President Goodluck Jonathan will take the oath of office as President of the Federal Republic of Nigeria for the second time on Sunday May 29, 2011, the first being on May 6, 2010 after the death of late President Umaru Yar’adua. This time will however be different-President Jonathan has won the office on his own merit and in his own right and now has the mandate and legitimacy to “transform Nigeria”. When Jonathan became Acting President early last year, I wrote “Memo to Goodluck Jonathan” in which I counseled a limited agenda, centered on electoral reform; power; Niger-Delta and anti-corruption. This time, Jonathan must design a comprehensive programme for impacting all aspects of national life over the next four years.
The president has some immediate priorities even in this time of transition-getting critical legislation enacted into law BEFORE the inauguration, in particular the 2011 appropriation; the sovereign wealth fund; petroleum industry and the freedom of information bills. He must also ensure continued implementation of the power sector road map even through transition. The objective must be to ensure completion of the privatization of ALL PHCN unbundled entities slated for privatization within the next three months! The president must also mandate the Bureau of Public Enterprises (BPE) and National Council on Privatization to complete concessioning of the transmission entity within the same period. Unfortunately given the post-election violence in Northern Nigeria, Jonathan will also have to design an agenda for national reconciliation to heal the deep wounds inflicted by the senseless carnage. It seems to me that he will have to isolate those extremist elements who seem intent on dividing our people, and draw a consensus across the country around moderate positions.
Beyond the immediate, Jonathan’s core objectives in my view should centre around power and infrastructure; human capital and social sector investments; deepening economic reforms and improved fiscal and macroeconomic management; and corruption and national values. In respect of power, I believe the president already has a robust strategy embedded in the power sector road map he launched in 2010. The focus now must be to remove all obstacles to the swift execution of that programme, especially labour and geo-regional obstructions and ensure that by December 2011, Nigeria has a power sector that is private sector-controlled. Beyond privatizing the PHCN entities, a strategy for turning over the ongoing National Integrated Power Projects (NIPP) to the private sector must be designed. The Yar’adua/Jonathan era has seen a lot of budgetary allocation to road infrastructure, but perhaps execution (and value-for-money) has lagged. President Jonathan must now ensure that we see tangible evidence of the budget spend in terms of vast improvements in our national road network.

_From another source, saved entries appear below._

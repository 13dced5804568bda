//! WebSocket read pump: decodes incoming frames into [`LinkEvent`]s.

use futures_util::StreamExt;
use tokio::sync::mpsc;
use tokio_tungstenite::tungstenite;
use tokio_util::sync::CancellationToken;
use tracing::{debug, trace, warn};

use tether_protocol::constants::{WS_CLOSE_SESSION_REVOKED, WS_MAX_MESSAGE_SIZE, WS_PONG_WAIT};
use tether_protocol::envelope::Message;

use crate::transport::LinkEvent;

/// Reads messages from the WebSocket and forwards them as link events.
///
/// Uses a pong deadline to detect dead connections: if nothing arrives
/// within [`WS_PONG_WAIT`] the connection is considered dead. Always ends
/// by cancelling the link and emitting exactly one [`LinkEvent::Closed`].
pub(crate) async fn read_pump<S>(
    mut read: S,
    events_tx: mpsc::Sender<LinkEvent>,
    control_tx: mpsc::Sender<tungstenite::Message>,
    cancel: CancellationToken,
) where
    S: StreamExt<Item = Result<tungstenite::Message, tungstenite::Error>> + Unpin,
{
    // Any incoming message (not just Pong) resets the deadline.
    let pong_deadline = tokio::time::sleep(WS_PONG_WAIT);
    tokio::pin!(pong_deadline);

    let mut revoked = false;
    let reason = loop {
        tokio::select! {
            _ = cancel.cancelled() => break "closed locally".to_string(),

            () = &mut pong_deadline => {
                warn!("pong timeout, connection dead");
                break "pong timeout".to_string();
            }

            msg = read.next() => {
                match msg {
                    Some(Ok(msg)) => {
                        pong_deadline.as_mut().reset(tokio::time::Instant::now() + WS_PONG_WAIT);

                        match msg {
                            tungstenite::Message::Text(text) => {
                                let event = decode_text(&text);
                                if events_tx.send(event).await.is_err() {
                                    break "link dropped".to_string();
                                }
                            }
                            tungstenite::Message::Ping(data) => {
                                trace!("received ping, sending pong");
                                let _ = control_tx.send(tungstenite::Message::Pong(data)).await;
                            }
                            tungstenite::Message::Pong(_) => {
                                trace!("received pong");
                            }
                            tungstenite::Message::Close(frame) => {
                                let code = frame.as_ref().map(|f| u16::from(f.code));
                                if code == Some(WS_CLOSE_SESSION_REVOKED) {
                                    debug!("server revoked session (close code {WS_CLOSE_SESSION_REVOKED})");
                                    revoked = true;
                                }
                                debug!(?code, "received close frame");
                                break match frame {
                                    Some(f) if !f.reason.is_empty() => f.reason.to_string(),
                                    _ => "closed by server".to_string(),
                                };
                            }
                            _ => {} // Binary: not part of the protocol.
                        }
                    }
                    Some(Err(e)) => {
                        warn!("WebSocket read error: {e}");
                        break format!("read error: {e}");
                    }
                    None => {
                        debug!("WebSocket stream ended");
                        break "stream ended".to_string();
                    }
                }
            }
        }
    };

    cancel.cancel();
    let _ = events_tx.send(LinkEvent::Closed { revoked, reason }).await;
}

/// Decodes a text frame.
fn decode_text(text: &str) -> LinkEvent {
    if text.len() > WS_MAX_MESSAGE_SIZE {
        warn!("message too large ({} bytes)", text.len());
        return LinkEvent::Malformed(format!("message too large ({} bytes)", text.len()));
    }

    match serde_json::from_str::<Message>(text) {
        Ok(msg) => {
            trace!(msg_type = ?msg.msg_type, id = %msg.id, "received message");
            LinkEvent::Frame(msg)
        }
        Err(e) => {
            warn!("failed to parse message: {e}");
            LinkEvent::Malformed(e.to_string())
        }
    }
}
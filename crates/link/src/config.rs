//! TOML configuration for the link core and the daemon.
//!
//! Every section is optional; missing fields fall back to the defaults that
//! mirror the crate constants.

use std::collections::HashSet;
use std::path::{Path, PathBuf};
use std::time::Duration;

use serde::{Deserialize, Serialize};
use tracing::{debug, warn};

use crate::feed::DEFAULT_HISTORY_CAPACITY;
use crate::policy::RunPolicy;
use crate::subscription::DEFAULT_BUFFER_CAPACITY;
use crate::types::ReconnectConfig;

/// Errors from reading or validating a configuration file.
#[derive(Debug, thiserror::Error)]
pub enum ConfigError {
    #[error("I/O error: {0}")]
    Io(#[from] std::io::Error),

    #[error("TOML error: {0}")]
    Toml(#[from] toml::de::Error),

    #[error("invalid configuration: {0}")]
    Invalid(String),
}

/// One remote server.
#[derive(Debug, Clone, PartialEq, Serialize, Deserialize)]
#[serde(default)]
pub struct ServerConfig {
    pub id: String,
    /// WebSocket endpoint, e.g. `wss://example.net/ws`.
    pub endpoint: String,
    /// OAuth token endpoint. Derived from `endpoint` when unset.
    pub token_url: Option<String>,
    pub policy: RunPolicy,
    pub enabled: bool,
    /// Network names (SSIDs) considered trusted by `WhenOnTrustedNetwork`.
    pub trusted_networks: Vec<String>,
    pub run_on_low_power: bool,
}

impl Default for ServerConfig {
    fn default() -> Self {
        Self {
            id: String::new(),
            endpoint: String::new(),
            token_url: None,
            policy: RunPolicy::default(),
            enabled: true,
            trusted_networks: Vec::new(),
            run_on_low_power: true,
        }
    }
}

impl ServerConfig {
    pub fn new(id: impl Into<String>, endpoint: impl Into<String>) -> Self {
        Self {
            id: id.into(),
            endpoint: endpoint.into(),
            ..Self::default()
        }
    }

    /// The refresh endpoint: the configured one, or `/oauth/token` on the
    /// endpoint's origin with the scheme mapped `ws`→`http`, `wss`→`https`.
    pub fn token_url(&self) -> String {
        if let Some(url) = &self.token_url {
            return url.clone();
        }
        let (scheme, rest) = match self.endpoint.split_once("://") {
            Some(("wss", rest)) => ("https", rest),
            Some(("ws", rest)) => ("http", rest),
            Some((scheme, rest)) => (scheme, rest),
            None => ("https", self.endpoint.as_str()),
        };
        let authority = rest.split('/').next().unwrap_or(rest);
        format!("{scheme}://{authority}/oauth/token")
    }
}

/// Backoff settings as written in TOML (milliseconds).
#[derive(Debug, Clone, PartialEq, Serialize, Deserialize)]
#[serde(default)]
pub struct ReconnectSettings {
    pub initial_delay_ms: u64,
    pub max_delay_ms: u64,
    pub backoff_factor: f64,
    pub error_after_failures: u32,
}

impl Default for ReconnectSettings {
    fn default() -> Self {
        let d = ReconnectConfig::default();
        Self {
            initial_delay_ms: d.initial_delay.as_millis() as u64,
            max_delay_ms: d.max_delay.as_millis() as u64,
            backoff_factor: d.backoff_factor,
            error_after_failures: d.error_after_failures,
        }
    }
}

impl From<&ReconnectSettings> for ReconnectConfig {
    fn from(s: &ReconnectSettings) -> Self {
        Self {
            initial_delay: Duration::from_millis(s.initial_delay_ms),
            max_delay: Duration::from_millis(s.max_delay_ms),
            backoff_factor: s.backoff_factor,
            error_after_failures: s.error_after_failures,
        }
    }
}

#[derive(Debug, Clone, PartialEq, Serialize, Deserialize)]
#[serde(default)]
pub struct SessionSettings {
    /// Access tokens expiring within this many seconds are refreshed early.
    pub refresh_margin_secs: i64,
}

impl Default for SessionSettings {
    fn default() -> Self {
        Self {
            refresh_margin_secs: 30,
        }
    }
}

#[derive(Debug, Clone, PartialEq, Serialize, Deserialize)]
#[serde(default)]
pub struct SubscriptionSettings {
    /// Per-subscription event buffer used while awaiting re-acknowledgement.
    pub buffer_capacity: usize,
}

impl Default for SubscriptionSettings {
    fn default() -> Self {
        Self {
            buffer_capacity: DEFAULT_BUFFER_CAPACITY,
        }
    }
}

#[derive(Debug, Clone, PartialEq, Serialize, Deserialize)]
#[serde(default)]
pub struct FeedSettings {
    pub history_capacity: usize,
}

impl Default for FeedSettings {
    fn default() -> Self {
        Self {
            history_capacity: DEFAULT_HISTORY_CAPACITY,
        }
    }
}

/// Top-level configuration.
#[derive(Debug, Clone, PartialEq, Serialize, Deserialize)]
#[serde(default)]
pub struct LinkConfig {
    #[serde(rename = "server", alias = "servers")]
    pub servers: Vec<ServerConfig>,
    pub reconnect: ReconnectSettings,
    pub session: SessionSettings,
    pub subscriptions: SubscriptionSettings,
    pub feed: FeedSettings,
    /// Defaults to [`crate::credentials::default_credentials_path`].
    pub credentials_path: Option<PathBuf>,
    /// How often the daemon re-evaluates run policies.
    pub scheduler_interval_secs: u64,
}

impl Default for LinkConfig {
    fn default() -> Self {
        Self {
            servers: Vec::new(),
            reconnect: ReconnectSettings::default(),
            session: SessionSettings::default(),
            subscriptions: SubscriptionSettings::default(),
            feed: FeedSettings::default(),
            credentials_path: None,
            scheduler_interval_secs: 30,
        }
    }
}

impl LinkConfig {
    /// Parses and validates a TOML document.
    pub fn from_toml_str(s: &str) -> Result<Self, ConfigError> {
        let config: Self = toml::from_str(s)?;
        config.validate()?;
        Ok(config)
    }

    /// Loads a file. A missing file yields the defaults.
    pub fn load(path: &Path) -> Result<Self, ConfigError> {
        if !path.exists() {
            warn!(path = %path.display(), "config file not found, using defaults");
            return Ok(Self::default());
        }
        let content = std::fs::read_to_string(path)?;
        let config = Self::from_toml_str(&content)?;
        debug!(path = %path.display(), servers = config.servers.len(), "config loaded");
        Ok(config)
    }

    /// Server ids must be non-empty and unique; endpoints must be WebSocket
    /// URLs.
    pub fn validate(&self) -> Result<(), ConfigError> {
        let mut seen = HashSet::new();
        for server in &self.servers {
            if server.id.is_empty() {
                return Err(ConfigError::Invalid("server with empty id".into()));
            }
            if !seen.insert(server.id.as_str()) {
                return Err(ConfigError::Invalid(format!(
                    "duplicate server id {:?}",
                    server.id
                )));
            }
            if !(server.endpoint.starts_with("ws://") || server.endpoint.starts_with("wss://")) {
                return Err(ConfigError::Invalid(format!(
                    "server {:?}: endpoint must be a ws:// or wss:// URL",
                    server.id
                )));
            }
        }
        if self.reconnect.initial_delay_ms == 0 {
            return Err(ConfigError::Invalid(
                "reconnect.initial_delay_ms must be positive".into(),
            ));
        }
        if self.reconnect.max_delay_ms < self.reconnect.initial_delay_ms {
            return Err(ConfigError::Invalid(
                "reconnect.max_delay_ms is below initial_delay_ms".into(),
            ));
        }
        Ok(())
    }

    pub fn reconnect_config(&self) -> ReconnectConfig {
        (&self.reconnect).into()
    }

    pub fn refresh_margin(&self) -> chrono::TimeDelta {
        chrono::TimeDelta::seconds(self.session.refresh_margin_secs.max(0))
    }

    pub fn scheduler_interval(&self) -> Duration {
        Duration::from_secs(self.scheduler_interval_secs.max(1))
    }
}

/// Default daemon config path: `<config dir>/tether/tetherd.toml`.
pub fn default_config_path() -> Option<PathBuf> {
    config_dir().map(|d| d.join("tether").join("tetherd.toml"))
}

/// Per-user configuration directory.
pub(crate) fn config_dir() -> Option<PathBuf> {
    if let Ok(dir) = std::env::var("XDG_CONFIG_HOME")
        && !dir.is_empty()
    {
        return Some(PathBuf::from(dir));
    }

    #[cfg(target_os = "windows")]
    {
        std::env::var("APPDATA").ok().map(PathBuf::from)
    }

    #[cfg(not(target_os = "windows"))]
    {
        std::env::var("HOME")
            .ok()
            .map(|home| PathBuf::from(home).join(".config"))
    }
}
//! WebSocket ping pump: periodic keepalive pings.

use tokio::sync::mpsc;
use tokio_tungstenite::tungstenite;
use tokio_util::sync::CancellationToken;

use tether_protocol::constants::WS_PING_PERIOD;

/// Sends periodic pings so the peer's read deadline keeps moving.
pub(crate) async fn ping_pump(
    control_tx: mpsc::Sender<tungstenite::Message>,
    cancel: CancellationToken,
) {
    let mut interval = tokio::time::interval(WS_PING_PERIOD);
    interval.tick().await; // Skip immediate first tick.

    loop {
        tokio::select! {
            _ = cancel.cancelled() => break,
            _ = interval.tick() => {
                let ping = tungstenite::Message::Ping(vec![].into());
                if control_tx.send(ping).await.is_err() {
                    break;
                }
            }
        }
    }
}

The government must focus ALL its attention on social sector reforms-education; health; poverty and unemployment. The president seems to have shown some passion for education reform. In line with the trend suggested in the 2011 appropriation, we need to continue to increase investments in education and science and technology to redress the education sector disaster the nation is marching inexorably towards. Clearly we need better educational infrastructure; more emphasis on quality; better trained and motivated teachers; leveraging science and technology; and improved ethics and standards in our educational sector. The government must also seek consensus around reform of the Almajirai educational system in the North. The key health sector challenges in my view are two-fold-sector reform to ensure we have the right structures and institutional mechanisms in place and sustainable financing. The president needs a team of financial, insurance and health sector experts to review the current sub-optimal health insurance system and come up with a comprehensive reform that will ensure universal health coverage in a sustainable framework. It is clear that we have a national emergency as regards poverty and unemployment. The report of the Dangote Committee on Job Creation already provides a “roadmap” for dealing with the jobs issue, but we need a similar “Marshall Plan” for poverty alleviation, social welfare and rural development.
The agenda in respect of economic management must focus on achieving diversification from oil, focusing in my view on agriculture, solid minerals; manufacturing, transportation and tourism. Critical in achieving these are power, security, and policy reforms in these sectors. The problems of Niger-Delta militancy, Boko Haram insurrection and general state of crime and insecurity MUST be laid to rest. We also need a competition and anti-trust law to ensure what we get is a free market, not a free jungle; and continued regulatory and investment climate reforms. In the fiscal side, it would be a giant step forward if the Sovereign Wealth Fund Bill is signed into law to institutionalize better fiscal frameworks. I will also advocate an amendment to the fiscal responsibility act to compel the federal (and states?) government to devote at least seventy percent of budget to capital expenditure by 2015, with the law mandating progression to that minimum on a year-to-year basis. We also need reform of the public services, compliance with procurement regulations; and a true anti-corruption war.
I also hope Jonathan will have time for legal and constitutional reforms to enthrone a true federal system, including devolution of powers to states and local governments; fiscal federalism; independent candidacy and diaspora voting; a fair and accurate census and voters register; reform of the land use act (to modify or remove the consent requirements), and introduction of commercial courts. Finally I believe the president must focus on national values and ethical re-orientation.